What is required:
Using the data below, report how many lines hold the word "command". Include nothing else in the reply.

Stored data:

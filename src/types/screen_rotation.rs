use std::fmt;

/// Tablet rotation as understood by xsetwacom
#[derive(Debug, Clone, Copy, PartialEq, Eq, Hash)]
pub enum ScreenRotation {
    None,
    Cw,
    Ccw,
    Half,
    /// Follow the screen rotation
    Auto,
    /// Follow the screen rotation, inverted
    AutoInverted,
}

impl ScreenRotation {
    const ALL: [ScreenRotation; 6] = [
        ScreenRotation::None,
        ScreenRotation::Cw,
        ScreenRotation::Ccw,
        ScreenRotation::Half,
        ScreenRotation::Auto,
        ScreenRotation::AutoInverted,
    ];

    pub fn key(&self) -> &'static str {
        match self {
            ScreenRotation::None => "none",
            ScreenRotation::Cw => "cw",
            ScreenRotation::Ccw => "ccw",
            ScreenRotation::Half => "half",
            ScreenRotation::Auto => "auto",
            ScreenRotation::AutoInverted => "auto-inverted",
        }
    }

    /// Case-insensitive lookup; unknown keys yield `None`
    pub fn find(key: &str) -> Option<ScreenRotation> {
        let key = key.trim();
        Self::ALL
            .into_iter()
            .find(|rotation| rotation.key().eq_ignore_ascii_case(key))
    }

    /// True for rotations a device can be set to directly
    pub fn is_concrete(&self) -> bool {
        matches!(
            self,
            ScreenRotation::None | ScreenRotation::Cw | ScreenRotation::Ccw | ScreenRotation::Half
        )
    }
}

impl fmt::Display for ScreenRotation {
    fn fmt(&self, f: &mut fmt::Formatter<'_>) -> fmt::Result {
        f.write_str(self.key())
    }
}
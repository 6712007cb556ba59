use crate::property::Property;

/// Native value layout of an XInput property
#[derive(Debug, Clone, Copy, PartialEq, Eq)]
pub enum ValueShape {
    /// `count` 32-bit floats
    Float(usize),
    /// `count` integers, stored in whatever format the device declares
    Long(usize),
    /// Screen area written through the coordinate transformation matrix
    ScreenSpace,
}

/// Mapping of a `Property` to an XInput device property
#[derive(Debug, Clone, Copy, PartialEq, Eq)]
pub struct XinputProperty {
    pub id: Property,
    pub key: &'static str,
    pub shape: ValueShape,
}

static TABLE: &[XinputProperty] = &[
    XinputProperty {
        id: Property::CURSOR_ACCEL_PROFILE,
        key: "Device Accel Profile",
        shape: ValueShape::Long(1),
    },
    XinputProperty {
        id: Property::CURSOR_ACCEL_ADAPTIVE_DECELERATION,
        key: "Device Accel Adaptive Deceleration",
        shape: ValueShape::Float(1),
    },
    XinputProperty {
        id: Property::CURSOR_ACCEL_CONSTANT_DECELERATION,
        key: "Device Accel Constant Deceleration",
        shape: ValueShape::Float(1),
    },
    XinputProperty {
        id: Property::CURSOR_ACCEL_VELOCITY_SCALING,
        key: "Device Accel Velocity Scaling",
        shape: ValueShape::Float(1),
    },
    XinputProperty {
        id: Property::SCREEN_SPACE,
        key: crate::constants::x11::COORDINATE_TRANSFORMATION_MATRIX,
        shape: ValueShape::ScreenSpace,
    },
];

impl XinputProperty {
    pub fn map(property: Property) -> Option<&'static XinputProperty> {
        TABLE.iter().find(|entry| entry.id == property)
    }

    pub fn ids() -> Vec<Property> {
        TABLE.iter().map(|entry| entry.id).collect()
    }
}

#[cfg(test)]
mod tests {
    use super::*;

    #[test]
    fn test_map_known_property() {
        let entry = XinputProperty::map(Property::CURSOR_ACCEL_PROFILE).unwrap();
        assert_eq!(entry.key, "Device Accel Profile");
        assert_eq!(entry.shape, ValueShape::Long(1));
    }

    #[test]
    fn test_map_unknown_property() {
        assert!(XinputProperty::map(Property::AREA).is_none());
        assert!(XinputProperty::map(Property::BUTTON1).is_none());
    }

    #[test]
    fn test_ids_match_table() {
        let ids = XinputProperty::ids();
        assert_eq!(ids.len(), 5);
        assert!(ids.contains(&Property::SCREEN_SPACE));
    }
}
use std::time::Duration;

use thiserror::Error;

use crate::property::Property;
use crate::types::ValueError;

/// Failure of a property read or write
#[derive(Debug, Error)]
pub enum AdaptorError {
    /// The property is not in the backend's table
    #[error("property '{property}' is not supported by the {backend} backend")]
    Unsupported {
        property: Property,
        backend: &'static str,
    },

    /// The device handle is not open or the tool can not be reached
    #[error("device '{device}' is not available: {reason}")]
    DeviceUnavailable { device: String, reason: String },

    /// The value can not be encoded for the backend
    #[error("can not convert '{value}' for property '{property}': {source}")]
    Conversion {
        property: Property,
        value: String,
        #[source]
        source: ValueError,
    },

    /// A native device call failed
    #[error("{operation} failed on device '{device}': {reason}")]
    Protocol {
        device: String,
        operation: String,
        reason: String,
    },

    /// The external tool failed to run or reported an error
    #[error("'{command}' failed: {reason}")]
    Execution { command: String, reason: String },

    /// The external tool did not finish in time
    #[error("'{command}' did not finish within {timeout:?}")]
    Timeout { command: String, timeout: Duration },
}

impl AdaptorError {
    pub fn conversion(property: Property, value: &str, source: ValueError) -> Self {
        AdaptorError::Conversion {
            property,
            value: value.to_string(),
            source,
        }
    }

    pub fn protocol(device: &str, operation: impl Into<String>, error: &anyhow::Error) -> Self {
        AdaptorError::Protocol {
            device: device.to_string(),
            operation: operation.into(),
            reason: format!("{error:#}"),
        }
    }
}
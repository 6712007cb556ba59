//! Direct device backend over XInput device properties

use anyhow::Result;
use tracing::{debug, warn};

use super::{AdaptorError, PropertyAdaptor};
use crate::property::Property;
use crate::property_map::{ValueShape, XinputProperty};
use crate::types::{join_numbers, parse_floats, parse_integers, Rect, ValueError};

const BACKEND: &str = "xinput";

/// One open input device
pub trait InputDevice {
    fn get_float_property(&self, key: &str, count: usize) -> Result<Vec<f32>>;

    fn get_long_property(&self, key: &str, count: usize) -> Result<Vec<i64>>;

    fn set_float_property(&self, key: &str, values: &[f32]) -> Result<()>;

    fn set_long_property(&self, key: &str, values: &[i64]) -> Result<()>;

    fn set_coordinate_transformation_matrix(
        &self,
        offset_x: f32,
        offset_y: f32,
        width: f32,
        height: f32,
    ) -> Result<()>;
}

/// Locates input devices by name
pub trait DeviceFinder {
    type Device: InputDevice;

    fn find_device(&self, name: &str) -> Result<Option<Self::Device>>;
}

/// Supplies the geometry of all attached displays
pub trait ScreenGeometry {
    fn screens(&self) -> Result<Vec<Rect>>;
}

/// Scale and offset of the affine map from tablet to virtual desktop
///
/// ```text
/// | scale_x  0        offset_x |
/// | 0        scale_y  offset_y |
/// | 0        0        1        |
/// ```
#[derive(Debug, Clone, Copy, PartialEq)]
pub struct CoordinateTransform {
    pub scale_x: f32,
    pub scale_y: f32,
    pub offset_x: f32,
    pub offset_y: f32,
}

Task output:
4